*Exercise requirements*
What is needed is every line of the material that contains "enum".

○ ○ ○

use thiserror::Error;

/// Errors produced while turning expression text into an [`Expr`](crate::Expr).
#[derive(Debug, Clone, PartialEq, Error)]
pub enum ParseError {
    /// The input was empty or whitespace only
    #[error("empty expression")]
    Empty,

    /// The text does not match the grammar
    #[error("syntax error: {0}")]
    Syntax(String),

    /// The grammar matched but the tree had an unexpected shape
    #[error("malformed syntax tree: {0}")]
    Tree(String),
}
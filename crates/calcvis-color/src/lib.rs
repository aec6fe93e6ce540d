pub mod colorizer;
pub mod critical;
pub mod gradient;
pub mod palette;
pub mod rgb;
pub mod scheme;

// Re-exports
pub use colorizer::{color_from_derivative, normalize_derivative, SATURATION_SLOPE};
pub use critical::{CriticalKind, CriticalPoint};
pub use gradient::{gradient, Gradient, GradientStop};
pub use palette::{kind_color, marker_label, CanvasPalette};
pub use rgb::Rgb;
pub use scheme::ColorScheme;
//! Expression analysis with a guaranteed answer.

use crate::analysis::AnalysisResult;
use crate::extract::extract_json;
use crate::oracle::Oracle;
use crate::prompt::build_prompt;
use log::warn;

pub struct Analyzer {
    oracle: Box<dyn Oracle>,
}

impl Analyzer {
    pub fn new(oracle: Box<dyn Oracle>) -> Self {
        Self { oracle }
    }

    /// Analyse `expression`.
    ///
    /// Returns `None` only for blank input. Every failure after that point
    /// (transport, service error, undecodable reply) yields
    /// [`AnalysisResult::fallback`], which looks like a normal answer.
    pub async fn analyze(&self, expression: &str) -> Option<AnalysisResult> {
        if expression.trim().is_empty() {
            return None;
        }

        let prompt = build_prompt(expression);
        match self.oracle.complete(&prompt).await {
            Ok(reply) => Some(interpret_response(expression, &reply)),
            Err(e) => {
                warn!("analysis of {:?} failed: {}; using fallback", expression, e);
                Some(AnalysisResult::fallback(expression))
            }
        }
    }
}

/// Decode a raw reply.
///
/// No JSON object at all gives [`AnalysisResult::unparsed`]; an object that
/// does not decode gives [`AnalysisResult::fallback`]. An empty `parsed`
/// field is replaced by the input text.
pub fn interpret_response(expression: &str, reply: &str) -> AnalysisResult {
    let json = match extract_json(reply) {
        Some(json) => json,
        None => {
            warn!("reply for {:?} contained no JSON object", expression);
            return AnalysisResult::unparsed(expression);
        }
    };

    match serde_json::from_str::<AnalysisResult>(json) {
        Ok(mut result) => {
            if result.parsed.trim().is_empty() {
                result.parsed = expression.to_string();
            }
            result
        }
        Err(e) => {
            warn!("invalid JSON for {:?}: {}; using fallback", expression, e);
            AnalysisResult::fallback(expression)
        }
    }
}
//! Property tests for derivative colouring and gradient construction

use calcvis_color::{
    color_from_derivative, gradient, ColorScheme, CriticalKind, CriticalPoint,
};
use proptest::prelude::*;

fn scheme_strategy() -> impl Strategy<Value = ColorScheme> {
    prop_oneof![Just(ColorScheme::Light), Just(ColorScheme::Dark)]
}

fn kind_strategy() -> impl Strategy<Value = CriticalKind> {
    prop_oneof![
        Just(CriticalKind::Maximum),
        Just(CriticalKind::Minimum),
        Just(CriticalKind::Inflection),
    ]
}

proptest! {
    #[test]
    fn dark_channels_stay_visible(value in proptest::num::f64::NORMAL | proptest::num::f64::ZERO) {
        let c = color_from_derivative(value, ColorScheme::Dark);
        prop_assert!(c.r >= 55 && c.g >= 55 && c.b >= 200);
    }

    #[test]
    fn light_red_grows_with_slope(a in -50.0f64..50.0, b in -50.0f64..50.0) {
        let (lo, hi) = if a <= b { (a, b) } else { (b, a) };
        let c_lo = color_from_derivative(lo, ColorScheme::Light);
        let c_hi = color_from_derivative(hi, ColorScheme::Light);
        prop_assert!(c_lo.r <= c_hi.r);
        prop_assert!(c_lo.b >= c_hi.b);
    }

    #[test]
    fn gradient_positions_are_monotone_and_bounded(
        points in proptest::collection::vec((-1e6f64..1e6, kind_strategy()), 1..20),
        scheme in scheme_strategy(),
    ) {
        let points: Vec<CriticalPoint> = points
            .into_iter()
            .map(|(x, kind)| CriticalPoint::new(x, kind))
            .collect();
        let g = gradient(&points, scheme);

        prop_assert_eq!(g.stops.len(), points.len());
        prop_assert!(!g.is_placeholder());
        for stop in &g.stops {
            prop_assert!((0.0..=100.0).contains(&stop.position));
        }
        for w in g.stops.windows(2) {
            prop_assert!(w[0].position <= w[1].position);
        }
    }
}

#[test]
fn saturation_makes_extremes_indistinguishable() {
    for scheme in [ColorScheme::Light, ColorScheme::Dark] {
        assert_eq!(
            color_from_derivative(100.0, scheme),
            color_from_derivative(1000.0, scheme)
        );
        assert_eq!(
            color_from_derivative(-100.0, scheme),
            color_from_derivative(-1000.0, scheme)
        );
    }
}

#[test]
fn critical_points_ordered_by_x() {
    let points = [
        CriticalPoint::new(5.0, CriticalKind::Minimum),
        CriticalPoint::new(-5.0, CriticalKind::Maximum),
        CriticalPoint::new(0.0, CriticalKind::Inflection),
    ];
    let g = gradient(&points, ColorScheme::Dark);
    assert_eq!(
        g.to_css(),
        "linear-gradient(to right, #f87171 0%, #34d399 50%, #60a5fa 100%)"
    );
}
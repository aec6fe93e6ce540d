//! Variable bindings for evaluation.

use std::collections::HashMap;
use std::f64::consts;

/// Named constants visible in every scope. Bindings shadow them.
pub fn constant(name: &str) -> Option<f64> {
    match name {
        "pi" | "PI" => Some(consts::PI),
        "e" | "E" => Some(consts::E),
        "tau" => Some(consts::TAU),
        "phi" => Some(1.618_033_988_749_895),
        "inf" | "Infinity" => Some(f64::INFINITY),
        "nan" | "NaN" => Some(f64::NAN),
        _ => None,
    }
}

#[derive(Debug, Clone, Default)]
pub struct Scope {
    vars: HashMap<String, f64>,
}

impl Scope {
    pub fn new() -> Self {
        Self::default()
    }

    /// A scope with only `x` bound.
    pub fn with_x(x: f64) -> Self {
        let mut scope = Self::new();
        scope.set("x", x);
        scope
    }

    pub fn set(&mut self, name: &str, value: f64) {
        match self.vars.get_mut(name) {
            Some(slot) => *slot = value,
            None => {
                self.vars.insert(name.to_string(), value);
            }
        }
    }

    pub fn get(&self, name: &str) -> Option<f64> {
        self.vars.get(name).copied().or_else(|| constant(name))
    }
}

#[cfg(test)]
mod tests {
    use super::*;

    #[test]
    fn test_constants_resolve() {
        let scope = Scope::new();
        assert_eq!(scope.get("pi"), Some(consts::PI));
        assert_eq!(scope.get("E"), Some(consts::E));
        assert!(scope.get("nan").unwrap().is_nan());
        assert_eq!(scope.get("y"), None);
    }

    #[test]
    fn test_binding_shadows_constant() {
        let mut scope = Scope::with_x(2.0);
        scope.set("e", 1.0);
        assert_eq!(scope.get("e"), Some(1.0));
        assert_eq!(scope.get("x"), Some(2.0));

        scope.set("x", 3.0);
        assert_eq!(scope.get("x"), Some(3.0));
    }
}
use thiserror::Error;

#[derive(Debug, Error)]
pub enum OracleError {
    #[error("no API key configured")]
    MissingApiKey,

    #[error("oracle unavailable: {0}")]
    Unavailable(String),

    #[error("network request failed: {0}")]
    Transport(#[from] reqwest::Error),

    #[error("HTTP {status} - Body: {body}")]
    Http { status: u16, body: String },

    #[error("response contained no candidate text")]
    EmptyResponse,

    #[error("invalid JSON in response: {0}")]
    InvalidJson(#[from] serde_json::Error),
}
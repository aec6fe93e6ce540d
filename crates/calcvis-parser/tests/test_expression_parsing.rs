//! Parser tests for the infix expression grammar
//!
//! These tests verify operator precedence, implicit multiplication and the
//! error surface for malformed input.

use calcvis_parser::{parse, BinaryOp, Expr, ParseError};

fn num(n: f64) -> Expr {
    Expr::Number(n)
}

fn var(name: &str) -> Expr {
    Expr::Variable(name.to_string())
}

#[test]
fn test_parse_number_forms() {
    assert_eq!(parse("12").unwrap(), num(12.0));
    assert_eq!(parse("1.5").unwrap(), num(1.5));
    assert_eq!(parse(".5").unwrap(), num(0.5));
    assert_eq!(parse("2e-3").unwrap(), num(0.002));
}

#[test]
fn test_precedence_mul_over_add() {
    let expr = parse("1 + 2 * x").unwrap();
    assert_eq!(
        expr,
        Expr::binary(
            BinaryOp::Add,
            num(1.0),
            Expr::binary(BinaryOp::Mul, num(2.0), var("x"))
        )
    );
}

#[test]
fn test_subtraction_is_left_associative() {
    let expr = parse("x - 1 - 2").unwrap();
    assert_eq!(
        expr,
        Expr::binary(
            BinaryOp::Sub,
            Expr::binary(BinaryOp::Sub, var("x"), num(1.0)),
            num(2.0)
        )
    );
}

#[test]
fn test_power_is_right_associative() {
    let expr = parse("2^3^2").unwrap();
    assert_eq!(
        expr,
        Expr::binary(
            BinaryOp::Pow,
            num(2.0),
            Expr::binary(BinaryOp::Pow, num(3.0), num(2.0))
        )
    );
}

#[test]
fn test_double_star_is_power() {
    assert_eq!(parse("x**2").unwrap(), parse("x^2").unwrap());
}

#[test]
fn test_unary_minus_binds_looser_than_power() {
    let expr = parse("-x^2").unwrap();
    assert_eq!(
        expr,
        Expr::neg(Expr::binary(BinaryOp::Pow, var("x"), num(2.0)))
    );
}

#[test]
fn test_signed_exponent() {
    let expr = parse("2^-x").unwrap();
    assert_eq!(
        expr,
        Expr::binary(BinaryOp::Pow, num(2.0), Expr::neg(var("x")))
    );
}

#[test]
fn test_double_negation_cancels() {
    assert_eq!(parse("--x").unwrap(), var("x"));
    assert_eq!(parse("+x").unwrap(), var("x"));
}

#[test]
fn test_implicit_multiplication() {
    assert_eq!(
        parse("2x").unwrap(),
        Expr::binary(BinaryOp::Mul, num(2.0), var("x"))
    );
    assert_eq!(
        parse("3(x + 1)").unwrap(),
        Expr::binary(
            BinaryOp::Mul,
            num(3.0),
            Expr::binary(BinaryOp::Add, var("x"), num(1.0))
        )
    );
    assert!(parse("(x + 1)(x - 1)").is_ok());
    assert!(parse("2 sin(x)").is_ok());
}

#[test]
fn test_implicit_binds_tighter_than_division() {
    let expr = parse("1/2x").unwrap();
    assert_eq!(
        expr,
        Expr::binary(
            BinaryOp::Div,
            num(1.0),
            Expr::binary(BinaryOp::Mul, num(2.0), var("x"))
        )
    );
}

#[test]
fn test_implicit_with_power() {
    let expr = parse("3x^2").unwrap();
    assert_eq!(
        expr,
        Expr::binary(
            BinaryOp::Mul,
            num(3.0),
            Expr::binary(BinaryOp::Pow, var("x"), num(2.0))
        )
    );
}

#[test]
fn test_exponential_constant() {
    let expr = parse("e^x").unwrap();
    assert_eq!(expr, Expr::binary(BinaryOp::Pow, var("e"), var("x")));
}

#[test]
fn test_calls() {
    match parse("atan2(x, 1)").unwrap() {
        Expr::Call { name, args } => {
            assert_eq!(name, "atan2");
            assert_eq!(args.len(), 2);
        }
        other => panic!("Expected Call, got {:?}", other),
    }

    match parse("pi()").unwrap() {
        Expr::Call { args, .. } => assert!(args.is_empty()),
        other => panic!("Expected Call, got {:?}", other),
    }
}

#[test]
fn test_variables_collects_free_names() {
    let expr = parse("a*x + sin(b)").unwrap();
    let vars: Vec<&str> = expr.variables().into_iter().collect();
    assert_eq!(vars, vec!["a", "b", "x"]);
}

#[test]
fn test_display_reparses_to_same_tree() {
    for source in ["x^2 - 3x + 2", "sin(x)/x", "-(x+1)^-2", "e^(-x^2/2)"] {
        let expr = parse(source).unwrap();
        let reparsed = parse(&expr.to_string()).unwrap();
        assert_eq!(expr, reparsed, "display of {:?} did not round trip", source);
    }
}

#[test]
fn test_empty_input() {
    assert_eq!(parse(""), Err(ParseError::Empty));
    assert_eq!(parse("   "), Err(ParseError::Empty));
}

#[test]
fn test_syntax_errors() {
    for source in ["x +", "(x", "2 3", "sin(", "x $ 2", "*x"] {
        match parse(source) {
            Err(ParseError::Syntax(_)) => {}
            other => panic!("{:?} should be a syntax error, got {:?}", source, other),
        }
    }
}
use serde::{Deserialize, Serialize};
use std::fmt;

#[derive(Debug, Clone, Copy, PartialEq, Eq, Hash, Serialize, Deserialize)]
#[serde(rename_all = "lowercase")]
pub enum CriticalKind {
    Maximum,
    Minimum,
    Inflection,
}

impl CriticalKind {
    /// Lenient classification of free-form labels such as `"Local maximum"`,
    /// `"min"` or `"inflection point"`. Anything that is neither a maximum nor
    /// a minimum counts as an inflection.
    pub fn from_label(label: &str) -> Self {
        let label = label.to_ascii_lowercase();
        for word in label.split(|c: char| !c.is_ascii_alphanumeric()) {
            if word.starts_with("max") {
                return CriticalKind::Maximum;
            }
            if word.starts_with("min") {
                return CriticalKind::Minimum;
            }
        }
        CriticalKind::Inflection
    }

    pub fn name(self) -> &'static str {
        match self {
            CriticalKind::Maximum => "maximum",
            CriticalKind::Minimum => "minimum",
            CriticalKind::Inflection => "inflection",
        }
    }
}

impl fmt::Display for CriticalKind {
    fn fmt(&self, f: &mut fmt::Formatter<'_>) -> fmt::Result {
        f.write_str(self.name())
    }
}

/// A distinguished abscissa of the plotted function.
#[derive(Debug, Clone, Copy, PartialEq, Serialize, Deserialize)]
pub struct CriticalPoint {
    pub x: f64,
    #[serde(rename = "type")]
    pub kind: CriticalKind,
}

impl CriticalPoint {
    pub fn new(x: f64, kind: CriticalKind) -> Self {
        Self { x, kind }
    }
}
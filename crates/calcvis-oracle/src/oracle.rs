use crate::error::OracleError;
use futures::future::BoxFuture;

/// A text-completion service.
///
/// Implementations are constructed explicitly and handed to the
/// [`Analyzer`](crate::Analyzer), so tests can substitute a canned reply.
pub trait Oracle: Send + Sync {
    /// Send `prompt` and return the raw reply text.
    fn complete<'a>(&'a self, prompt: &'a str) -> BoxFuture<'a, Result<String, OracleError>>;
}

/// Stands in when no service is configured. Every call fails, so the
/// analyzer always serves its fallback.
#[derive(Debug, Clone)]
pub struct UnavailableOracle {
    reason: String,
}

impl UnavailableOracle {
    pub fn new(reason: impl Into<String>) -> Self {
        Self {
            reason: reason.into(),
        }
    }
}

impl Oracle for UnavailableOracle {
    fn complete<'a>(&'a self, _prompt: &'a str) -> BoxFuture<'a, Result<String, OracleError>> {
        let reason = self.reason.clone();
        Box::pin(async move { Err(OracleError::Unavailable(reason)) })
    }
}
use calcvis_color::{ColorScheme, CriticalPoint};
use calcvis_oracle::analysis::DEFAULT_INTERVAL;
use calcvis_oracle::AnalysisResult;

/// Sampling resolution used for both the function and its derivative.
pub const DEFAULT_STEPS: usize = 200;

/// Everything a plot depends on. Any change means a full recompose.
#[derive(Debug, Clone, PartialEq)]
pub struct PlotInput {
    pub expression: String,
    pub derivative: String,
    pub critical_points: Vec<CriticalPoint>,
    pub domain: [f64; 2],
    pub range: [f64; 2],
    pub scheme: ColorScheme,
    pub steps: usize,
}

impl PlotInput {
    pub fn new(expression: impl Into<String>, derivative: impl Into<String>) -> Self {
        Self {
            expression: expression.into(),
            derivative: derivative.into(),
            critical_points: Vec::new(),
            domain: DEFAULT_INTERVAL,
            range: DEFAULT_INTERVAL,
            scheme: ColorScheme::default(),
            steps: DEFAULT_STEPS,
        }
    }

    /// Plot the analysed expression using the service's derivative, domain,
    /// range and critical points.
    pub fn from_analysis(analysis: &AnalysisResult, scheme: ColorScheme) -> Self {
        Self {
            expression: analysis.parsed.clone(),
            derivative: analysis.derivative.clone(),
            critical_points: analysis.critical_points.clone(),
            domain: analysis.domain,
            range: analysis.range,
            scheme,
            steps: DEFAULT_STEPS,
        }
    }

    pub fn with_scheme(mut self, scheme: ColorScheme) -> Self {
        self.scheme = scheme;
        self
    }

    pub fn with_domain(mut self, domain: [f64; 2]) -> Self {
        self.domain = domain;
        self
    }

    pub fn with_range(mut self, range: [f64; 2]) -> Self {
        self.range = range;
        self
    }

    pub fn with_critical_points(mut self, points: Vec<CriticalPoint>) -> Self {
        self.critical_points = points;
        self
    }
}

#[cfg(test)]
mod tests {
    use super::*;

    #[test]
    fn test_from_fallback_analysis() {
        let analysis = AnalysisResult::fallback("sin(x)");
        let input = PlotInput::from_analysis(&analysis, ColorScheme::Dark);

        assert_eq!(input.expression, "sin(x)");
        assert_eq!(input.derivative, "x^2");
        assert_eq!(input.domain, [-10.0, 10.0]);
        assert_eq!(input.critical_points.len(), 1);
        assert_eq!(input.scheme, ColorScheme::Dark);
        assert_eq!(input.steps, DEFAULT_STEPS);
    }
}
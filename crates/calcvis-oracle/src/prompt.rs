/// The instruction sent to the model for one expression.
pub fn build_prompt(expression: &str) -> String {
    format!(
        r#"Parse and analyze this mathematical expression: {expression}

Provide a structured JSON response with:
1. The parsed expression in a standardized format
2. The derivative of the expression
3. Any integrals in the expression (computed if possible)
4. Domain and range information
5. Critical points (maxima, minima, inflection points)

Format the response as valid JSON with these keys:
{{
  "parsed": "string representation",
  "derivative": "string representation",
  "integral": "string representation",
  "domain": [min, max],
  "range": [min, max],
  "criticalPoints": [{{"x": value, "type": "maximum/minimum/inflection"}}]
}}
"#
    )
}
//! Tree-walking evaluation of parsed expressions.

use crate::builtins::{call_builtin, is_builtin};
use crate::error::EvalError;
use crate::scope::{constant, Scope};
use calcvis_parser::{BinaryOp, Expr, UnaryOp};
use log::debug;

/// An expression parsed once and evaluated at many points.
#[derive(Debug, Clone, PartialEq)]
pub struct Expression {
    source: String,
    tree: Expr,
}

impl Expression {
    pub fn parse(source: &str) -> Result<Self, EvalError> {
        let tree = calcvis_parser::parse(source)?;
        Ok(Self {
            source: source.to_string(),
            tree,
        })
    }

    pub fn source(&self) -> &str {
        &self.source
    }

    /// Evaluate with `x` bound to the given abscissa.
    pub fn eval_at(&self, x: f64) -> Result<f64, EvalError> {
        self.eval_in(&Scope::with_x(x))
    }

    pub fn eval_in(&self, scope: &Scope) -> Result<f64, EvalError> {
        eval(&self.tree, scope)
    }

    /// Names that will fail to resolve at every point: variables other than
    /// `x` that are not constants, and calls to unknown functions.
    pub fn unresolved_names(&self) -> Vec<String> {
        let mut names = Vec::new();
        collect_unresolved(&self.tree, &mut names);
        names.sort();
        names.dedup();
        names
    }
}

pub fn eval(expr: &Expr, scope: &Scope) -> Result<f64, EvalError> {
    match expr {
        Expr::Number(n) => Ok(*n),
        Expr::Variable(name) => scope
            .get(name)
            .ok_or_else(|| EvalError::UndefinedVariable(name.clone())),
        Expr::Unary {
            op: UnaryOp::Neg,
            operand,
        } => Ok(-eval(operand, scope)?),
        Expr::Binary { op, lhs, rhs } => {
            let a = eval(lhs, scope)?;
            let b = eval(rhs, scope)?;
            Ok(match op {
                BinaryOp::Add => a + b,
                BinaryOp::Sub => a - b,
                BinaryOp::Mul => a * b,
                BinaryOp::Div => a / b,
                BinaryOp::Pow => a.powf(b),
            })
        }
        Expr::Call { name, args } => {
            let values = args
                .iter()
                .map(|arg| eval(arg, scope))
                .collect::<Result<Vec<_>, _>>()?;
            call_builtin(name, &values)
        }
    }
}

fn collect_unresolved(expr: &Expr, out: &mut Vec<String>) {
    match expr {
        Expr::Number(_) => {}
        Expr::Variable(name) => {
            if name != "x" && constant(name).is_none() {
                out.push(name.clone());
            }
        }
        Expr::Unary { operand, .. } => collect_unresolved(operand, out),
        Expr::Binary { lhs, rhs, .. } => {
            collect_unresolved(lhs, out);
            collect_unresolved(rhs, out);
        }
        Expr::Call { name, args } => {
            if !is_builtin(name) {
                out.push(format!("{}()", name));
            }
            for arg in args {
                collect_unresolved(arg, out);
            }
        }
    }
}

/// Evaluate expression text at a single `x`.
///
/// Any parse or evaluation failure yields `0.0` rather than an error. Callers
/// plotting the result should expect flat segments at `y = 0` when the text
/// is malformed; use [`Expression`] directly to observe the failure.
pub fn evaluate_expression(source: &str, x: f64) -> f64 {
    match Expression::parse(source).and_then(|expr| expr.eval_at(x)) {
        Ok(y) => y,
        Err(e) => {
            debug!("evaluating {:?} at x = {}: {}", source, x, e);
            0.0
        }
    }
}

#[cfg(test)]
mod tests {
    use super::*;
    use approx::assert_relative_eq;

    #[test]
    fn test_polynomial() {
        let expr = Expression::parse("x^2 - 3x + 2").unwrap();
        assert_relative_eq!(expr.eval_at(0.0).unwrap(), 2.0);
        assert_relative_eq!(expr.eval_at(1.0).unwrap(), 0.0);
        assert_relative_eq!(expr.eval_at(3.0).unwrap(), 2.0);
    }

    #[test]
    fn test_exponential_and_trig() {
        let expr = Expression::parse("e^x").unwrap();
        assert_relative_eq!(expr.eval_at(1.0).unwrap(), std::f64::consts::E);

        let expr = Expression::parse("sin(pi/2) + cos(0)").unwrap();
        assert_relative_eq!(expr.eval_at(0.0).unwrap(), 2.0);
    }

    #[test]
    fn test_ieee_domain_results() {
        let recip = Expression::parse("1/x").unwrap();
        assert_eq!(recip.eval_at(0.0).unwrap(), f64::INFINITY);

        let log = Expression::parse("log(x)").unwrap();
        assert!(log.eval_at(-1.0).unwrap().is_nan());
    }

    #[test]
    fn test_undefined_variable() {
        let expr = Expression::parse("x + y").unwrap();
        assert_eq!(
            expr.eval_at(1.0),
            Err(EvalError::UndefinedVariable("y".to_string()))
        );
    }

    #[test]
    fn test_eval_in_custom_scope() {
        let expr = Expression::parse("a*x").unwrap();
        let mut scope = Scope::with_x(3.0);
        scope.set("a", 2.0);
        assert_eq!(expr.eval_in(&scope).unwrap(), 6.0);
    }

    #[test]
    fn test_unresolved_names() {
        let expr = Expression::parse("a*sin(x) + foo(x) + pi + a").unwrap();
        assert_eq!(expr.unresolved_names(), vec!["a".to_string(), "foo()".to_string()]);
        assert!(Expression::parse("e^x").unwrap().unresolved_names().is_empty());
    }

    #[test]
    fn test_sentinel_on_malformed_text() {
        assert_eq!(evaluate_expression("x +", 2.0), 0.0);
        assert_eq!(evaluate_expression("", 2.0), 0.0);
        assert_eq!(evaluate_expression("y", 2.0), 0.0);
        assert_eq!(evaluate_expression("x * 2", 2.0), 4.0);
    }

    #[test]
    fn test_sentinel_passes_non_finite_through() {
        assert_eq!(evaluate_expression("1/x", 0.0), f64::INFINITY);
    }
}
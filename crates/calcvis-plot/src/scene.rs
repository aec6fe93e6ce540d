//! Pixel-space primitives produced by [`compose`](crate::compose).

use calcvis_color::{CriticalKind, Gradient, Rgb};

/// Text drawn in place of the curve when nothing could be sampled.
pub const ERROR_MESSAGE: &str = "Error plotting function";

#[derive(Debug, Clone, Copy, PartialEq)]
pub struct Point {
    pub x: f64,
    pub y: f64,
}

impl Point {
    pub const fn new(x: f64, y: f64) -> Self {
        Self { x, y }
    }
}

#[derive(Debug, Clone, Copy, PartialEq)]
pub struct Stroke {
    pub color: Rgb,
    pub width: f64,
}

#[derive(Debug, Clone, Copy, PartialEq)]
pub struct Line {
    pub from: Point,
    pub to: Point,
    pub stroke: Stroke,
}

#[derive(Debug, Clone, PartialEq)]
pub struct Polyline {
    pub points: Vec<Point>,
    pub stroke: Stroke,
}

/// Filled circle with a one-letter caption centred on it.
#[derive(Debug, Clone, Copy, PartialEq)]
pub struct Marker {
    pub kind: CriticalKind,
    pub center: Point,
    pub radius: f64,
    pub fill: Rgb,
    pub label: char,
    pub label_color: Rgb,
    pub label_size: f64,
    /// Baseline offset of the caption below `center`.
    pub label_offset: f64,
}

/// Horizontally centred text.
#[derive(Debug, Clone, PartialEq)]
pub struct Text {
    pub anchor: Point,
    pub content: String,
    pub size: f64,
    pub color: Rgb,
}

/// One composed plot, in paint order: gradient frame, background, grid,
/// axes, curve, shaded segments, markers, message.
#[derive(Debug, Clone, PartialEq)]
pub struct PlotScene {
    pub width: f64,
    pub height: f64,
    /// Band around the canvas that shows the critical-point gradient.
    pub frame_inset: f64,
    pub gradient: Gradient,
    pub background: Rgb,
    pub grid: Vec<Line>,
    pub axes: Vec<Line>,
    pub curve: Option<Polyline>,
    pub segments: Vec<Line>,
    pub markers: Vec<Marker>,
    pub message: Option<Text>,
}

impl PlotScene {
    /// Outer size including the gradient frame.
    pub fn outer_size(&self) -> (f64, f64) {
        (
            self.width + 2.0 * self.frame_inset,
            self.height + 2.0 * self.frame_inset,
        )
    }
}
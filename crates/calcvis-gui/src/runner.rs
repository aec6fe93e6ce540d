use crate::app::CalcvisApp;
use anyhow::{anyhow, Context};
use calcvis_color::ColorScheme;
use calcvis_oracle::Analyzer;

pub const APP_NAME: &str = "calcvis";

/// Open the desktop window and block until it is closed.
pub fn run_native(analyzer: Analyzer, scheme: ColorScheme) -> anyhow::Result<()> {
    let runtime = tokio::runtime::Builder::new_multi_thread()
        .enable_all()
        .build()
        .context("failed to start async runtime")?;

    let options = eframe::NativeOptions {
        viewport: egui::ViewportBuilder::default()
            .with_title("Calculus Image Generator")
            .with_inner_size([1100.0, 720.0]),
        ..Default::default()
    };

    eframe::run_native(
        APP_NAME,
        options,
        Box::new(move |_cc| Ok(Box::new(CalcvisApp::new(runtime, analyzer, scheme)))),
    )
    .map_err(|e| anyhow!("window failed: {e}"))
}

○ ○ ○

*Solution for this exercise*
pub enum ParseError {
pub enum OracleError {
pub enum CriticalKind {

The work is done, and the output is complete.